News and Notes: 10/10/2007

Notre Dame fans painfully know the rivalry history with Boston College. While the Irish hold a slim 9-7 advantage, the Eagles have won the two biggest meetings in the series. In both instances, Boston College ruined the national championships hopes of Notre Dame both times. Now, the Irish are in the role of spoiler.

Notre Dame, fresh off their first victory of the season over UCLA, will host the Eagles on Saturday afternoon. Kickoff is at 3:43 PM and NBC will have the national television broadcast. Boston College comes into the contest with a 6-0 record and ranked No. 4 in the country. The closest game the Eagles have been in was a 38-28 victory over Wake Forest. Notre Dame will look to unseat Boston College from the ranks of the unbeaten.

But the Irish can do much more. The roles have been reversed twice in this series with Boston College coming into the contest as the underdog. And both times the Eagles beat Notre Dame in South Bend late in the season. In 1993, David Gordon's 41-yard field goal silenced the Irish faithful and gave Boston College a 41-39 win. Notre Dame was 11-0 entering the game. In 2002, with the Irish at 8-0, a foolish Pat Dillingham interception that was returned for a touchdown was the difference in a 14-7 Eagles win. Five years later, the venue is the same but it's Boston College who has national title aspirations.

"We'd love very much to put a damper on their season," head coach Charlie Weis said. "But I think that we understand that they're playing very, very good football and they deserve a high ranking based off of their production. We're going to have to play a very good game to be able to win."

The series, which started back in 1973, has been followed by the Notre Dame head coach and Weis admires the types of individuals each team has on its roster.

"I think that growing up on the East Coast, a Catholic kid on the East Coast, and you were looking at universities, the two universities that were involved in Division I football that you knew very much about were Notre Dame and Boston College," Weis said. "I think the stereotype or the chemistry of the kids are very similar type of kids.

"I think that a better person to ask about their kids might be Barry (Gallup).

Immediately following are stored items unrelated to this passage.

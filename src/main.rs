use anyhow::Context;
use tracing_subscriber::EnvFilter;

mod cli;
use cli::{Command, USAGE, parse_cli, run_command};

use graph_cal_bridge::{SyncEngine, storage::config::Config};

#[tokio::main]
async fn main() -> anyhow::Result<()> {
    setup_logging();

    let command = match parse_cli(std::env::args().skip(1)) {
        Ok(Command::Help) => {
            println!("{USAGE}");
            return Ok(());
        }
        Ok(command) => command,
        Err(err) => {
            eprintln!("Error: {}", err);
            eprintln!("{USAGE}");
            std::process::exit(2);
        }
    };

    let config = Config::load_or_create().context("Failed to load configuration")?;
    let engine = SyncEngine::from_config(&config).context("Invalid configuration")?;

    if let Err(e) = run_command(command, &engine).await {
        tracing::error!("Command failed: {:#}", e);
        return Err(e);
    }

    Ok(())
}

fn setup_logging() {
    let log_dir = Config::config_dir();

    std::fs::create_dir_all(&log_dir).ok();

    let file_appender = tracing_appender::rolling::daily(log_dir, "graph-cal-bridge.log");
    let (non_blocking, _guard) = tracing_appender::non_blocking(file_appender);

    tracing_subscriber::fmt()
        .with_env_filter(
            EnvFilter::try_from_default_env().unwrap_or_else(|_| EnvFilter::new("info")),
        )
        .with_writer(non_blocking)
        .with_ansi(false)
        .with_target(false)
        .init();

    std::mem::forget(_guard);

    tracing::info!("graph-cal-bridge started");
}
impl EventReader {
    pub fn new(
        config: MappingConfig,
        directory: Arc<dyn UserDirectory>,
        cleaner: Arc<dyn LinkCleaner>,
    ) -> Self {
        let links = DeepLinkPattern::new(&config.app_url);
        Self {
            config,
            directory,
            cleaner,
            links,
        }
    }

    /// Calendar-view rendering of an event listed through `calendar`.
    ///
    /// All-day is inferred: an event starting and ending at midnight UTC is
    /// rendered as `YYYY-MM-DD` dates, anything else as `YYYY-MM-DDTHH:MM:SS`
    /// in the display timezone. The color is the one of the first category
    /// when known, the calendar's otherwise.
    pub fn read_listed(
        &self,
        event: &GraphEvent,
        calendar: &NormalizedCalendar,
        category_colors: &HashMap<String, String>,
    ) -> Result<NormalizedEvent, ReadError> {
        let start = parse_graph_datetime(&event.start, "start")?;
        let end = parse_graph_datetime(&event.end, "end")?;

        let all_day = is_midnight(&start) && is_midnight(&end);
        let (start, end) = if all_day {
            (start.date_naive().to_string(), end.date_naive().to_string())
        } else {
            (self.local_iso(&start), self.local_iso(&end))
        };

        let color = event
            .categories
            .first()
            .and_then(|label| category_colors.get(label))
            .filter(|color| !color.is_empty())
            .cloned()
            .unwrap_or_else(|| calendar.color.clone());

        let link = self.links.extract(event.body_content());
        let mut normalized =
            self.normalize(event, start, end, all_day, &calendar.id, &calendar.account_id, link);
        normalized.color = Some(color);
        normalized.editable = Some(!calendar.read_only);

        Ok(normalized)
    }

    /// Form rendering of a single event, using the configured date formats.
    ///
    /// Graph stores all-day events with an exclusive end date, so the end is
    /// moved back one day to get the last included day.
    pub fn read(
        &self,
        event: &GraphEvent,
        calendar_id: &str,
        account_id: &str,
    ) -> Result<NormalizedEvent, ReadError> {
        let start = parse_graph_datetime(&event.start, "start")?;
        let end = parse_graph_datetime(&event.end, "end")?;

        let (start, end) = if event.is_all_day {
            let first_day = start.date_naive();
            let last_day = end
                .date_naive()
                .checked_sub_days(Days::new(1))
                .unwrap_or_else(|| end.date_naive());
            let format = &self.config.date_format;
            (render(first_day.format(format), format)?, render(last_day.format(format), format)?)
        } else {
            let timezone = self.config.timezone;
            let format = &self.config.datetime_format;
            (
                render(start.with_timezone(&timezone).format(format), format)?,
                render(end.with_timezone(&timezone).format(format), format)?,
            )
        };

        let link = self.links.extract(event.body_preview());
        Ok(self.normalize(event, start, end, event.is_all_day, calendar_id, account_id, link))
    }

    #[allow(clippy::too_many_arguments)]
    fn normalize(
        &self,
        event: &GraphEvent,
        start: String,
        end: String,
        all_day: bool,
        calendar_id: &str,
        account_id: &str,
        link: Option<DeepLink>,
    ) -> NormalizedEvent {
        let (module_name, record_id) = link
            .map(|l| (l.module_name, l.record_id))
            .unwrap_or_default();
        let description =
            html_escape::decode_html_entities(&self.cleaner.clean(event.body_preview())).into_owned();

        NormalizedEvent {
            id: event.id.clone(),
            title: event
                .subject
                .clone()
                .unwrap_or_else(|| UNTITLED_EVENT.to_string()),
            start,
            end,
            all_day,
            location: event.location_name().to_string(),
            description,
            module_name,
            record_id,
            calendar_id: calendar_id.to_string(),
            account_id: account_id.to_string(),
            calendar_type: Service::Microsoft,
            color: None,
            editable: None,
            categories: event.categories.clone(),
            attendees: self.attendees(event),
        }
    }

    fn attendees(&self, event: &GraphEvent) -> Vec<EventAttendee> {
        event
            .attendees
            .iter()
            .map(|attendee| {
                let email = attendee.email_address.address.clone();
                match self.directory.find_by_email(&email) {
                    Some(user) => EventAttendee {
                        name: user.name,
                        img: user
                            .image
                            .map(|image| self.config.asset_url(&image))
                            .unwrap_or_default(),
                        email,
                    },
                    None => EventAttendee {
                        name: email.clone(),
                        img: String::new(),
                        email,
                    },
                }
            })
            .collect()
    }

    fn local_iso(&self, value: &DateTime<Utc>) -> String {
        value
            .with_timezone(&self.config.timezone)
            .format("%Y-%m-%dT%H:%M:%S")
            .to_string()
    }
}

/// Parses a Graph `dateTime`/`timeZone` pair. Offset-less values are wall-clock
/// times in `timeZone` when it names an IANA zone, and UTC otherwise.
pub fn parse_graph_datetime(
    value: &DateTimeTimeZone,
    field: &'static str,
) -> Result<DateTime<Utc>, ReadError> {
    let raw = value.date_time.trim();
    let invalid = || ReadError::InvalidDateTime {
        field,
        value: raw.to_string(),
    };

    if let Ok(parsed) = DateTime::parse_from_rfc3339(raw) {
        return Ok(parsed.with_timezone(&Utc));
    }

    let naive = NaiveDateTime::parse_from_str(raw, "%Y-%m-%dT%H:%M:%S%.f")
        .or_else(|_| NaiveDateTime::parse_from_str(raw, "%Y-%m-%dT%H:%M:%S"))
        .map_err(|_| invalid())?;

    match value.time_zone.parse::<Tz>() {
        Ok(zone) => zone
            .from_local_datetime(&naive)
            .earliest()
            .map(|local| local.with_timezone(&Utc))
            .ok_or_else(invalid),
        Err(_) => Ok(naive.and_utc()),
    }
}

fn is_midnight(value: &DateTime<Utc>) -> bool {
    value.time() == NaiveTime::MIN
}

// chrono reports bad format strings through fmt::Error instead of panicking here.
fn render(value: impl Display, format: &str) -> Result<String, ReadError> {
    let mut out = String::new();
    write!(out, "{}", value).map_err(|_| ReadError::InvalidFormat(format.to_string()))?;
    Ok(out)
}
pub mod calendar;
pub mod mapping;
pub mod storage;
pub mod sync;

pub use calendar::{EventForm, NormalizedCalendar, NormalizedCategory, NormalizedEvent};
pub use storage::config::Config;
pub use sync::{DateRange, SyncEngine, SyncError};
/// Prefix of the Outlook category color presets (`preset0` .. `preset24`).
pub const PRESET_PREFIX: &str = "preset";

/// Returned for unknown, malformed or out-of-range presets.
pub const DEFAULT_PRESET_COLOR: &str = "#FFFFFF";

/// Outlook preset colors, indexed by preset number.
pub const PALETTE: [&str; 25] = [
    "#D6252E", "#F06C15", "#FFCA4C", "#FFFE3D", "#4AB63F",
    "#40BD95", "#859A52", "#3267B8", "#613DB4", "#A34E78",
    "#C4CCDD", "#8C9CBD", "#C4C4C4", "#A5A5A5", "#1C1C1C",
    "#AF1E25", "#B14F0D", "#AB7B05", "#999400", "#35792B",
    "#2E7D64", "#5F6C3A", "#2A5191", "#50328F", "#82375F",
];

pub fn color_for_preset(preset_name: &str) -> &'static str {
    preset_name
        .strip_prefix(PRESET_PREFIX)
        .and_then(|index| index.parse::<usize>().ok())
        .and_then(|index| PALETTE.get(index).copied())
        .unwrap_or(DEFAULT_PRESET_COLOR)
}
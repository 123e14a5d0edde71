use serde::{Deserialize, Serialize};

use crate::calendar::Service;

pub const UNTITLED_EVENT: &str = "(no title)";

#[derive(Debug, Clone, PartialEq, Serialize, Deserialize)]
#[serde(rename_all = "camelCase")]
pub struct NormalizedEvent {
    pub id: String,
    pub title: String,
    /// Date-only or local datetime string, depending on `all_day` and the read path.
    pub start: String,
    pub end: String,
    pub all_day: bool,
    pub location: String,
    pub description: String,
    pub module_name: String,
    pub record_id: String,
    pub calendar_id: String,
    pub account_id: String,
    pub calendar_type: Service,
    /// Only known when the event was listed through its calendar.
    #[serde(default, skip_serializing_if = "Option::is_none")]
    pub color: Option<String>,
    #[serde(default, skip_serializing_if = "Option::is_none")]
    pub editable: Option<bool>,
    pub categories: Vec<String>,
    pub attendees: Vec<EventAttendee>,
}

#[derive(Debug, Clone, PartialEq, Serialize, Deserialize)]
pub struct EventAttendee {
    pub email: String,
    pub name: String,
    /// Profile image URL, empty for attendees unknown to the CRM.
    pub img: String,
}

#[cfg(test)]
mod tests {
    use super::*;

    fn create_test_event(module_name: &str, record_id: &str) -> NormalizedEvent {
        NormalizedEvent {
            id: "evt-1".to_string(),
            title: UNTITLED_EVENT.to_string(),
            start: "2025-01-01".to_string(),
            end: "2025-01-02".to_string(),
            all_day: true,
            location: String::new(),
            description: String::new(),
            module_name: module_name.to_string(),
            record_id: record_id.to_string(),
            calendar_id: "cal-1".to_string(),
            account_id: "1".to_string(),
            calendar_type: Service::Microsoft,
            color: None,
            editable: None,
            categories: vec![],
            attendees: vec![],
        }
    }

    #[test]
    fn absent_color_and_editable_are_not_serialized() {
        let json = serde_json::to_value(create_test_event("", "")).unwrap();

        assert!(json.get("color").is_none());
        assert!(json.get("editable").is_none());
        assert_eq!(json["calendarType"], "microsoft");
        assert_eq!(json["allDay"], true);
    }
}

I know a couple guys I've talked to today, but I think they're the same type of kids that go to both schools that academics are important to them and they're high character kids and there's an obvious rivalry between the two schools because they're very similar in nature."

***A week after being benched for a poor performance in the Michigan State contest, Geoff Price saw the field again in Notre Dame's win over UCLA. The fifth-year senior punter shanked several punts against the Spartans and was replaced by sophomore Eric Maust late in that contest and for the following week against Purdue.

Price responded with a big-time performance last Saturday night. The fifth-year senior booted the ball nine times for an average of 40.3 yards per punt. More importantly, Price pinned UCLA deep in their own territory to give Notre Dame the edge in the field position battle. This was a huge aspect of the contest, especially with Bruins quarterback Ben Olson knocked out of the game in the second quarter and both offenses struggling mightily to move the ball. Weis would like to see more performances like UCLA instead of Michigan State.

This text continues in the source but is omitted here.